<<<<

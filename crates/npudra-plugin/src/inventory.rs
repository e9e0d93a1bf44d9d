//! The allocatable device inventory published for the node.
//!
//! The inventory sits behind its own `RwLock`, the innermost lock in the
//! driver. The partition manager's subdivision observer writes to it while
//! the manager lock (and often the controller lock) is held, so nothing
//! here may call out to other components.

use std::collections::BTreeMap;
use std::sync::{Arc, PoisonError, RwLock, RwLockReadGuard, RwLockWriteGuard};

use serde::{Deserialize, Serialize};
use tracing::info;

use npudra_core::{DeviceName, qualified_attribute};
use npudra_partition::{PhysicalDevice, SubdivisionObserver};

/// A typed device attribute, serialized as `{"int": 8}` or `{"string": "NPU"}`.
#[derive(Debug, Clone, PartialEq, Eq, Serialize, Deserialize)]
#[serde(rename_all = "lowercase")]
pub enum DeviceAttribute {
    Int(i64),
    String(String),
}

#[derive(Debug, Clone, PartialEq, Eq, Serialize, Deserialize)]
pub struct DeviceDescriptor {
    pub name: String,
    /// Qualified attribute name (`<driver>/<attr>`) → value.
    pub attributes: BTreeMap<String, DeviceAttribute>,
}

impl DeviceDescriptor {
    pub fn attribute(&self, driver_name: &str, attribute: &str) -> Option<&DeviceAttribute> {
        self.attributes.get(&qualified_attribute(driver_name, attribute))
    }

    pub fn int_attribute(&self, driver_name: &str, attribute: &str) -> Option<i64> {
        match self.attribute(driver_name, attribute)? {
            DeviceAttribute::Int(v) => Some(*v),
            DeviceAttribute::String(_) => None,
        }
    }

    pub fn string_attribute(&self, driver_name: &str, attribute: &str) -> Option<&str> {
        match self.attribute(driver_name, attribute)? {
            DeviceAttribute::String(v) => Some(v),
            DeviceAttribute::Int(_) => None,
        }
    }
}

/// Device name → descriptor.
pub type AllocatableDevices = BTreeMap<String, DeviceDescriptor>;

/// Shared handle to the node's allocatable devices. Clones share state.
#[derive(Debug, Clone)]
pub struct Inventory {
    devices: Arc<RwLock<AllocatableDevices>>,
    driver_name: String,
    node_name: String,
    partitioning: bool,
}

impl Inventory {
    pub fn new(driver_name: &str, node_name: &str, partitioning: bool) -> Self {
        Self {
            devices: Arc::new(RwLock::new(BTreeMap::new())),
            driver_name: driver_name.to_string(),
            node_name: node_name.to_string(),
            partitioning,
        }
    }

    fn read(&self) -> RwLockReadGuard<'_, AllocatableDevices> {
        self.devices.read().unwrap_or_else(PoisonError::into_inner)
    }

    fn write(&self) -> RwLockWriteGuard<'_, AllocatableDevices> {
        self.devices.write().unwrap_or_else(PoisonError::into_inner)
    }

    /// Build a descriptor with the standard attribute set. `resources` adds
    /// `aicore` and `memory` when partitioning is enabled.
    pub fn describe(
        &self,
        name: &str,
        logical_index: u32,
        model: &str,
        device_type: &str,
        resources: Option<(u32, u32)>,
    ) -> DeviceDescriptor {
        let attr = |a: &str| qualified_attribute(&self.driver_name, a);
        let mut attributes = BTreeMap::from([
            (attr("index"), DeviceAttribute::Int(i64::from(logical_index))),
            (
                attr("uuid"),
                DeviceAttribute::String(format!("{}-{logical_index}", self.node_name)),
            ),
            (attr("model"), DeviceAttribute::String(model.to_string())),
            (attr("type"), DeviceAttribute::String(device_type.to_string())),
            (attr("nodeName"), DeviceAttribute::String(self.node_name.clone())),
        ]);
        if self.partitioning
            && let Some((ai_core, memory_gb)) = resources
        {
            attributes.insert(attr("aicore"), DeviceAttribute::Int(i64::from(ai_core)));
            attributes.insert(attr("memory"), DeviceAttribute::Int(i64::from(memory_gb)));
        }
        DeviceDescriptor {
            name: name.to_string(),
            attributes,
        }
    }

    pub fn insert(&self, descriptor: DeviceDescriptor) {
        self.write().insert(descriptor.name.clone(), descriptor);
    }

    pub fn contains(&self, name: &str) -> bool {
        self.read().contains_key(name)
    }

    pub fn get(&self, name: &str) -> Option<DeviceDescriptor> {
        self.read().get(name).cloned()
    }

    pub fn len(&self) -> usize {
        self.read().len()
    }

    pub fn is_empty(&self) -> bool {
        self.read().is_empty()
    }

    pub fn snapshot(&self) -> AllocatableDevices {
        self.read().clone()
    }

    /// Logical index of an inventory device, falling back to its name.
    pub fn logical_index(&self, name: &str) -> Option<u32> {
        self.read()
            .get(name)
            .and_then(|d| d.int_attribute(&self.driver_name, "index"))
            .and_then(|i| u32::try_from(i).ok())
            .or_else(|| DeviceName::parse(name).map(|d| d.logical_index))
    }

    /// Publish a slice of `physical` if it is not in the inventory yet.
    ///
    /// The type follows the slice kind; `aicore`/`memory` are the maxima over
    /// the card's supported templates. Returns true if the device was added.
    pub fn update_allocatable_device(&self, device_name: &str, physical: &PhysicalDevice) -> bool {
        let device_type = physical
            .slice(device_name)
            .map(|s| s.kind.device_type())
            .unwrap_or("NPU");
        let descriptor = self.describe(
            device_name,
            physical.logical_index,
            &physical.model_name,
            device_type,
            Some(physical.max_template_resources()),
        );
        let mut devices = self.write();
        if devices.contains_key(device_name) {
            return false;
        }
        devices.insert(device_name.to_string(), descriptor);
        true
    }
}

impl SubdivisionObserver for Inventory {
    fn slice_created(&self, slice_id: &str, device: &PhysicalDevice) {
        if self.update_allocatable_device(slice_id, device) {
            info!(
                device = slice_id,
                card = %device.device_name,
                "added new device to allocatable devices"
            );
        }
    }
}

>>>>

**Task to carry out**
Print every record above. Keep each one exactly as it is.

**Answer space**
filename crates/npudra-plugin/src/inventory.rs
repository e9e0d93a1bf44d9d
//! The allocatable device inventory published for the node.
//!
//! The inventory sits behind its own `RwLock`, the innermost lock in the
//! driver. The partition manager's subdivision observer writes to it while
//! the manager lock (and often the controller lock) is held, so nothing
//! here may call out to other components.

use std::collections::BTreeMap;
use std::sync::{Arc, PoisonError, RwLock, RwLockReadGuard, RwLockWriteGuard};

use serde::{Deserialize, Serialize};
use tracing::info;

use npudra_core::{DeviceName, qualified_attribute};
use npudra_partition::{PhysicalDevice, SubdivisionObserver};

/// A typed device attribute, serialized as `{"int": 8}` or `{"string": "NPU"}`.
#[derive(Debug, Clone, PartialEq, Eq, Serialize, Deserialize)]
#[serde(rename_all = "lowercase")]
pub enum DeviceAttribute {
    Int(i64),
    String(String),
}

#[derive(Debug, Clone, PartialEq, Eq, Serialize, Deserialize)]
pub struct DeviceDescriptor {
    pub name: String,
    /// Qualified attribute name (`<driver>/<attr>`) → value.
    pub attributes: BTreeMap<String, DeviceAttribute>,
}

impl DeviceDescriptor {
    pub fn attribute(&self, driver_name: &str, attribute: &str) -> Option<&DeviceAttribute> {
        self.attributes.get(&qualified_attribute(driver_name, attribute))
    }

    pub fn int_attribute(&self, driver_name: &str, attribute: &str) -> Option<i64> {
        match self.attribute(driver_name, attribute)? {
            DeviceAttribute::Int(v) => Some(*v),
            DeviceAttribute::String(_) => None,
        }
    }

    pub fn string_attribute(&self, driver_name: &str, attribute: &str) -> Option<&str> {
        match self.attribute(driver_name, attribute)? {
            DeviceAttribute::String(v) => Some(v),
            DeviceAttribute::Int(_) => None,
        }
    }
}

/// Device name → descriptor.
pub type AllocatableDevices = BTreeMap<String, DeviceDescriptor>;

/// Shared handle to the node's allocatable devices. Clones share state.
#[derive(Debug, Clone)]
pub struct Inventory {
    devices: Arc<RwLock<AllocatableDevices>>,
    driver_name: String,
    node_name: String,
    partitioning: bool,
}

impl Inventory {
    pub fn new(driver_name: &str, node_name: &str, partitioning: bool) -> Self {
        Self {
            devices: Arc::new(RwLock::new(BTreeMap::new())),
            driver_name: driver_name.to_string(),
            node_name: node_name.to_string(),
            partitioning,
        }
    }

    fn read(&self) -> RwLockReadGuard<'_, AllocatableDevices> {
        self.devices.read().unwrap_or_else(PoisonError::into_inner)
    }

    fn write(&self) -> RwLockWriteGuard<'_, AllocatableDevices> {
        self.devices.write().unwrap_or_else(PoisonError::into_inner)
    }

    /// Build a descriptor with the standard attribute set. `resources` adds
    /// `aicore` and `memory` when partitioning is enabled.
    pub fn describe(
        &self,
        name: &str,
        logical_index: u32,
        model: &str,
        device_type: &str,
        resources: Option<(u32, u32)>,
    ) -> DeviceDescriptor {
        let attr = |a: &str| qualified_attribute(&self.driver_name, a);
        let mut attributes = BTreeMap::from([
            (attr("index"), DeviceAttribute::Int(i64::from(logical_index))),
            (
                attr("uuid"),
                DeviceAttribute::String(format!("{}-{logical_index}", self.node_name)),
            ),
            (attr("model"), DeviceAttribute::String(model.to_string())),
            (attr("type"), DeviceAttribute::String(device_type.to_string())),
            (attr("nodeName"), DeviceAttribute::String(self.node_name.clone())),
        ]);
        if self.partitioning
            && let Some((ai_core, memory_gb)) = resources
        {
            attributes.insert(attr("aicore"), DeviceAttribute::Int(i64::from(ai_core)));
            attributes.insert(attr("memory"), DeviceAttribute::Int(i64::from(memory_gb)));
        }
        DeviceDescriptor {
            name: name.to_string(),
            attributes,
        }
    }

    pub fn insert(&self, descriptor: DeviceDescriptor) {
        self.write().insert(descriptor.name.clone(), descriptor);
    }

    pub fn contains(&self, name: &str) -> bool {
        self.read().contains_key(name)
    }

    pub fn get(&self, name: &str) -> Option<DeviceDescriptor> {
        self.read().get(name).cloned()
    }

    pub fn len(&self) -> usize {
        self.read().len()
    }

    pub fn is_empty(&self) -> bool {
        self.read().is_empty()
    }

    pub fn snapshot(&self) -> AllocatableDevices {
        self.read().clone()
    }

    /// Logical index of an inventory device, falling back to its name.
    pub fn logical_index(&self, name: &str) -> Option<u32> {
        self.read()
            .get(name)
            .and_then(|d| d.int_attribute(&self.driver_name, "index"))
            .and_then(|i| u32::try_from(i).ok())
            .or_else(|| DeviceName::parse(name).map(|d| d.logical_index))
    }

    /// Publish a slice of `physical` if it is not in the inventory yet.
    ///
    /// The type follows the slice kind; `aicore`/`memory` are the maxima over
    /// the card's supported templates. Returns true if the device was added.
    pub fn update_allocatable_device(&self, device_name: &str, physical: &PhysicalDevice) -> bool {
        let device_type = physical
            .slice(device_name)
            .map(|s| s.kind.device_type())
            .unwrap_or("NPU");
        let descriptor = self.describe(
            device_name,
            physical.logical_index,
            &physical.model_name,
            device_type,
            Some(physical.max_template_resources()),
        );
        let mut devices = self.write();
        if devices.contains_key(device_name) {
            return false;
        }
        devices.insert(device_name.to_string(), descriptor);
        true
    }
}

impl SubdivisionObserver for Inventory {
    fn slice_created(&self, slice_id: &str, device: &PhysicalDevice) {
        if self.update_allocatable_device(slice_id, device) {
            info!(
                device = slice_id,
                card = %device.device_name,
                "added new device to allocatable devices"
            );
        }
    }
}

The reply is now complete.